When I tried to apply the approach you outlined, I found an issue where the scanner was sometimes incorrectly matching my builtin_variable terminal when it should have been an identifier. I could fix this by adding another ValidateToken event handler to the builtin_variable, but I thought it was better to alter the approach slightly:
  1. Defined the builtin_variable terminal to allow % characters in the first and following set (the identifier terminal does not allow either).
  2. Added a ValidateTerminal() event handler for the builtin_variable terminal, which rejects any tokens which do not begin with %% (and validates that no additional % characters appear in the token).
This means the scanner automatically matches _identifier_s in many cases, and only sometimes tries to match a builtin_variable and has to try again if the event handler forces it to reject that match.

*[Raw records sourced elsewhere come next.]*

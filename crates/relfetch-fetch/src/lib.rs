//! Streaming HTTP downloads checked against an expected size.
//!
//! # Architecture
//!
//! This crate follows the three-layer pattern:
//! - [`data`] - Immutable configuration and types
//! - [`core`] - Pure size and chunk arithmetic
//! - [`effects`] - I/O operations with trait abstraction
//!
//! The only integrity check performed is size equality: the server's
//! `Content-Length` must match the expected size before the body is read,
//! and the file on disk must reach that size afterwards. No content hash is
//! computed.
//!
//! Retry policy and progress rendering belong to the caller.

pub mod core;
pub mod data;
pub mod effects;
mod error;

pub use data::{DEFAULT_CHUNK_SIZE, FetchOptions, FetchPhase, Progress, Timeouts};
pub use effects::{BoxStream, Downloader, HttpClient, HttpResponse};

#[cfg(feature = "reqwest")]
pub use effects::ReqwestClient;

pub use error::{FetchError, Result};
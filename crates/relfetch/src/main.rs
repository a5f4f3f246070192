use std::process::ExitCode;
use std::sync::Arc;

use anyhow::anyhow;
use clap::Parser;
use relfetch::config::{Cli, Settings};
use relfetch::ui::ProgressReporter;
use relfetch::Pipeline;
use relfetch_cache::CacheStore;
use relfetch_fetch::{FetchOptions, ReqwestClient};
use relfetch_platform::PlatformDescriptor;
use tokio_util::sync::CancellationToken;
use tracing::info;
use tracing_subscriber::EnvFilter;

fn main() -> ExitCode {
    init_tracing();

    match run() {
        Ok(()) => ExitCode::SUCCESS,
        Err(e) => {
            eprintln!("error: {e}");
            ExitCode::FAILURE
        }
    }
}

fn init_tracing() {
    let filter = EnvFilter::try_from_default_env().unwrap_or_else(|_| EnvFilter::new("info"));
    tracing_subscriber::fmt()
        .with_env_filter(filter)
        .with_target(false)
        .without_time()
        .with_writer(std::io::stderr)
        .init();
}

fn run() -> anyhow::Result<()> {
    let settings = Settings::from(Cli::parse());

    let platform = PlatformDescriptor::detect();

    let runtime = tokio::runtime::Builder::new_current_thread().enable_all().build()?;
    runtime.block_on(install(settings, platform))
}

async fn install(settings: Settings, platform: PlatformDescriptor) -> anyhow::Result<()> {
    let client = ReqwestClient::new(settings.timeouts)
        .map_err(|e| anyhow!("failed to build HTTP client: {e}"))?;

    let cancel = CancellationToken::new();
    let on_interrupt = cancel.clone();
    tokio::spawn(async move {
        if tokio::signal::ctrl_c().await.is_ok() {
            on_interrupt.cancel();
        }
    });

    let pipeline = Pipeline::new(
        Arc::new(client),
        settings.endpoint,
        CacheStore::new(settings.cache_dir),
    )
    .with_fetch_options(FetchOptions::default().cancel_token(cancel));

    let mut reporter = ProgressReporter::new();
    let artifact = pipeline
        .obtain_artifact(&platform, |progress| reporter.report(progress))
        .await?;

    if let Some(output) = settings.output {
        tokio::fs::copy(&artifact.path, &output)
            .await
            .map_err(|e| anyhow!("failed to copy installer to {}: {e}", output.display()))?;
        info!("Copied installer to {}", output.display());
    }

    println!("{}", artifact.path.display());
    Ok(())
}
use std::path::Path;
use std::sync::Arc;

use futures_util::StreamExt;
use tokio::fs::File;
use tokio::io::AsyncWriteExt;
use tracing::{debug, warn};

use crate::core::{bytes_to_keep, check_complete, check_content_length};
use crate::data::{FetchOptions, FetchPhase, Progress};
use crate::effects::http::{HttpClient, HttpResponse};
use crate::error::{FetchError, Result};

/// Streams a remote artifact to disk and checks its size.
pub struct Downloader<C: HttpClient> {
    client:  Arc<C>,
    options: FetchOptions,
}

impl<C: HttpClient> Downloader<C> {
    pub fn new(client: Arc<C>) -> Self {
        Self {
            client,
            options: FetchOptions::default(),
        }
    }

    pub fn with_options(mut self, options: FetchOptions) -> Self {
        self.options = options;
        self
    }

    /// Download `url` into `destination`, which is truncated first.
    ///
    /// The server's `Content-Length` must equal `expected_size`, otherwise
    /// nothing is written. The body is written in slices of at most
    /// `chunk_size` bytes and `on_progress` is called after each slice.
    /// Writing stops once `expected_size` bytes are on disk or the stream
    /// ends; a short file is an error. On any failure after the file was
    /// created the partial file is removed.
    ///
    /// Returns the number of bytes written.
    pub async fn fetch<F>(
        &self,
        url: &str,
        expected_size: u64,
        destination: &Path,
        mut on_progress: F,
    ) -> Result<u64>
    where
        F: FnMut(&Progress),
    {
        on_progress(&Progress::new(FetchPhase::Connecting, 0, expected_size));

        let response = self.open(url).await?;
        check_content_length(expected_size, response.content_length)?;

        let file = File::create(destination).await?;
        let result = self
            .stream_to_file(response, file, expected_size, destination, &mut on_progress)
            .await;

        match result {
            Ok(written) => {
                on_progress(&Progress::new(FetchPhase::Completed, written, expected_size));
                Ok(written)
            }
            Err(e) => {
                if let Err(remove_err) = tokio::fs::remove_file(destination).await {
                    warn!(path = %destination.display(), error = %remove_err, "failed to remove partial download");
                }
                Err(e)
            }
        }
    }

    async fn open(&self, url: &str) -> Result<HttpResponse<C::Error>> {
        debug!(url, "opening download stream");
        tokio::select! {
            biased;
            () = self.options.cancel.cancelled() => Err(FetchError::Cancelled),
            response = self.client.get(url, &self.options.headers) => {
                response.map_err(Self::map_error)
            }
        }
    }

    async fn stream_to_file<F>(
        &self,
        response: HttpResponse<C::Error>,
        mut file: File,
        expected_size: u64,
        destination: &Path,
        on_progress: &mut F,
    ) -> Result<u64>
    where
        F: FnMut(&Progress),
    {
        let mut body = response.body;
        let mut written = 0u64;

        while written < expected_size {
            let next = tokio::select! {
                biased;
                () = self.options.cancel.cancelled() => return Err(FetchError::Cancelled),
                next = body.next() => next,
            };
            let Some(chunk) = next else {
                debug!(written, expected_size, "stream ended early");
                break;
            };
            let chunk = chunk.map_err(Self::map_error)?;

            let keep = bytes_to_keep(chunk.len(), written, expected_size);
            for slice in chunk[..keep].chunks(self.options.chunk_size) {
                file.write_all(slice).await?;
                written += slice.len() as u64;
                on_progress(&Progress::new(FetchPhase::Downloading, written, expected_size));
            }
        }

        file.flush().await?;
        file.sync_all().await?;
        drop(file);

        on_progress(&Progress::new(FetchPhase::Verifying, written, expected_size));
        let on_disk = tokio::fs::metadata(destination).await?.len();
        check_complete(expected_size, on_disk)?;

        Ok(written)
    }

    fn map_error(e: C::Error) -> FetchError {
        if C::is_timeout(&e) {
            FetchError::Timeout
        } else {
            FetchError::Network(e.to_string())
        }
    }
}
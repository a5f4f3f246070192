use std::fmt;
use std::sync::Arc;
use std::time::Duration;

use tokio_util::sync::CancellationToken;

/// Largest slice written to disk between two progress reports.
pub const DEFAULT_CHUNK_SIZE: usize = 8192;

/// Phases of a download operation.
///
/// Downloads progress through these phases in order:
/// Connecting → Downloading → Verifying → Completed
#[derive(Debug, Clone, Copy, PartialEq, Eq, Default)]
pub enum FetchPhase {
    /// Request sent, waiting for response headers.
    #[default]
    Connecting,

    /// Streaming the body to disk.
    Downloading,

    /// Comparing the size on disk with the expected size.
    Verifying,

    /// Terminal state for successful downloads.
    Completed,
}

impl fmt::Display for FetchPhase {
    fn fmt(&self, f: &mut fmt::Formatter<'_>) -> fmt::Result {
        match self {
            FetchPhase::Connecting => write!(f, "Connecting"),
            FetchPhase::Downloading => write!(f, "Downloading"),
            FetchPhase::Verifying => write!(f, "Verifying"),
            FetchPhase::Completed => write!(f, "Completed"),
        }
    }
}

/// Connection timeouts applied by the HTTP client.
#[derive(Debug, Clone, Copy, PartialEq, Eq)]
pub struct Timeouts {
    /// Time allowed to establish the connection.
    pub connect: Duration,
    /// Time allowed between two reads of the response.
    pub read:    Duration,
}

impl Default for Timeouts {
    fn default() -> Self {
        Self {
            connect: Duration::from_secs(30),
            read:    Duration::from_secs(60),
        }
    }
}

/// Configuration for a [`Downloader`](crate::Downloader).
///
/// # Examples
///
/// ```
/// use relfetch_fetch::FetchOptions;
/// use tokio_util::sync::CancellationToken;
///
/// let token = CancellationToken::new();
/// let options = FetchOptions::default()
///     .chunk_size(4096)
///     .header("Accept", "application/octet-stream")
///     .cancel_token(token.clone());
/// assert_eq!(options.chunk_size, 4096);
/// ```
#[derive(Debug, Clone)]
pub struct FetchOptions {
    /// Custom HTTP headers sent with the download request.
    ///
    /// Default: empty
    pub headers: Arc<[(String, String)]>,

    /// Maximum number of bytes written between two progress callbacks.
    ///
    /// Default: [`DEFAULT_CHUNK_SIZE`]
    pub chunk_size: usize,

    /// Checked between chunk reads; cancelling aborts the download and
    /// removes the partial file.
    pub cancel: CancellationToken,
}

impl Default for FetchOptions {
    fn default() -> Self {
        Self {
            headers:    Arc::new([]),
            chunk_size: DEFAULT_CHUNK_SIZE,
            cancel:     CancellationToken::new(),
        }
    }
}

impl FetchOptions {
    /// Add a single custom HTTP header.
    #[must_use]
    pub fn header(mut self, key: impl Into<String>, value: impl Into<String>) -> Self {
        let mut headers: Vec<_> = self.headers.iter().cloned().collect();
        headers.push((key.into(), value.into()));
        self.headers = Arc::from(headers);
        self
    }

    /// Set the write chunk size. Zero is treated as one.
    #[must_use]
    pub fn chunk_size(mut self, chunk_size: usize) -> Self {
        self.chunk_size = chunk_size.max(1);
        self
    }

    /// Use a caller-owned cancellation token.
    #[must_use]
    pub fn cancel_token(mut self, cancel: CancellationToken) -> Self {
        self.cancel = cancel;
        self
    }
}
//! Platform description for release asset selection.
//!
//! The descriptor is built once at startup (usually with
//! [`PlatformDescriptor::detect`]) and passed explicitly to everything that
//! needs to know which installer flavour to pick.

pub use error::{Error, Result};
pub use descriptor::{OsFamily, PlatformDescriptor, ensure_supported};

pub mod arch;
mod descriptor;
pub mod dir;
mod error;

I've noticed that there seem to be two equally valid methods of rejecting a token, as follows; which is more correct?
e.Context.CurrentToken = null;
Also, is there any particular advantage or disadvantage of explicitly telling the scanner which token to match versus just rejecting it and allowing it to try again?
Sep 7, 2014 at 5:31 AM
the trouble with builtin_variable - you can fix it by simply making it lower priority (assign Termina.Priority value), lower than identifier. This will force scanner to always first try identifier. Currently, because both have equal priorities, it is a random choice in different parser states.
As for RejectToken and direct null assignment. Directly assigning CurrentToken is one possibility to replace the token with whatever you need in some tricky logic if you ever need to. If you assign null, you are rejecting it. As far as I recall, RejectToken is doing the same - to give a clear way to express to programmer how to do it. (and avoid extra questions on this forum)
I don't quite understand your last question about 'explicitly telling which token to match'. You mean 'terminal to use to match'? I don't think there's any difference in general in most situations, in many cases just like with RejectToken(), the extra 'different' ways of doing the same thing is an attempt to explicitly express certain common actions.